§ PROBLEM
Show all lines from the data that include the word "SELECT".

**** GIVEN RECORDS

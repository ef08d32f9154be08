// src/db/configuracao_repo.rs

use async_trait::async_trait;
use sqlx::{PgConnection, PgPool, Postgres, QueryBuilder};

use crate::{
    common::{campo, error::AppError},
    db::cadastro::{CadastroRepository, LINHAS_POR_INSERT},
    models::configuracao::{Configuracao, ConfiguracaoCadastro},
};

#[derive(Clone)]
pub struct ConfiguracaoRepository {
    pool: PgPool,
}

impl ConfiguracaoRepository {
    pub fn new(pool: PgPool) -> Self {
        Self { pool }
    }

    pub async fn buscar(&self, cod_loja: i32, codigo: i32) -> Result<Option<Configuracao>, AppError> {
        let configuracao = sqlx::query_as::<_, Configuracao>(
            "SELECT * FROM configuracoes WHERE cod_loja = $1 AND codigo = $2",
        )
        .bind(cod_loja)
        .bind(codigo)
        .fetch_optional(&self.pool)
        .await?;
        Ok(configuracao)
    }

    pub async fn alterar_valor(
        &self,
        cod_loja: i32,
        codigo: i32,
        valor: &str,
    ) -> Result<Option<Configuracao>, AppError> {
        let configuracao = sqlx::query_as::<_, Configuracao>(
            "UPDATE configuracoes SET valor = $3 WHERE cod_loja = $1 AND codigo = $2 RETURNING *",
        )
        .bind(cod_loja)
        .bind(codigo)
        .bind(valor)
        .fetch_optional(&self.pool)
        .await?;
        Ok(configuracao)
    }
}

#[async_trait]
impl CadastroRepository for ConfiguracaoRepository {
    type Registro = ConfiguracaoCadastro;
    type Existente = Configuracao;

    async fn carregar(&self, conn: &mut PgConnection, lojas: &[i32]) -> Result<Vec<Configuracao>, AppError> {
        let existentes = sqlx::query_as::<_, Configuracao>("SELECT * FROM configuracoes WHERE cod_loja = ANY($1)")
            .bind(lojas)
            .fetch_all(&mut *conn)
            .await?;
        Ok(existentes)
    }

    async fn inserir(&self, conn: &mut PgConnection, registros: &[ConfiguracaoCadastro]) -> Result<(), AppError> {
        for lote in registros.chunks(LINHAS_POR_INSERT) {
            let mut qb: QueryBuilder<Postgres> =
                QueryBuilder::new("INSERT INTO configuracoes (cod_loja, codigo, nome, valor) ");
            qb.push_values(lote, |mut b, c| {
                b.push_bind(c.cod_loja)
                    .push_bind(c.codigo)
                    .push_bind(campo::inicial(&c.nome))
                    .push_bind(c.valor.clone());
            });
            qb.build().execute(&mut *conn).await?;
        }
        Ok(())
    }

    async fn atualizar(
        &self,
        conn: &mut PgConnection,
        alteracoes: &[(ConfiguracaoCadastro, Configuracao)],
    ) -> Result<(), AppError> {
        for (novo, atual) in alteracoes {
            sqlx::query("UPDATE configuracoes SET nome = $2, valor = $3 WHERE id = $1")
                .bind(atual.id)
                .bind(campo::resolver(&novo.nome, &atual.nome))
                .bind(&novo.valor)
                .execute(&mut *conn)
                .await?;
        }
        Ok(())
    }

    async fn remover(&self, conn: &mut PgConnection, existentes: &[Configuracao]) -> Result<(), AppError> {
        let ids: Vec<i32> = existentes.iter().map(|c| c.id).collect();
        sqlx::query("DELETE FROM configuracoes WHERE id = ANY($1)")
            .bind(&ids)
            .execute(&mut *conn)
            .await?;
        Ok(())
    }
}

********

§ RESULT FOR THIS TASK
            "SELECT * FROM configuracoes WHERE cod_loja = $1 AND codigo = $2",
        let existentes = sqlx::query_as::<_, Configuracao>("SELECT * FROM configuracoes WHERE cod_loja = ANY($1)")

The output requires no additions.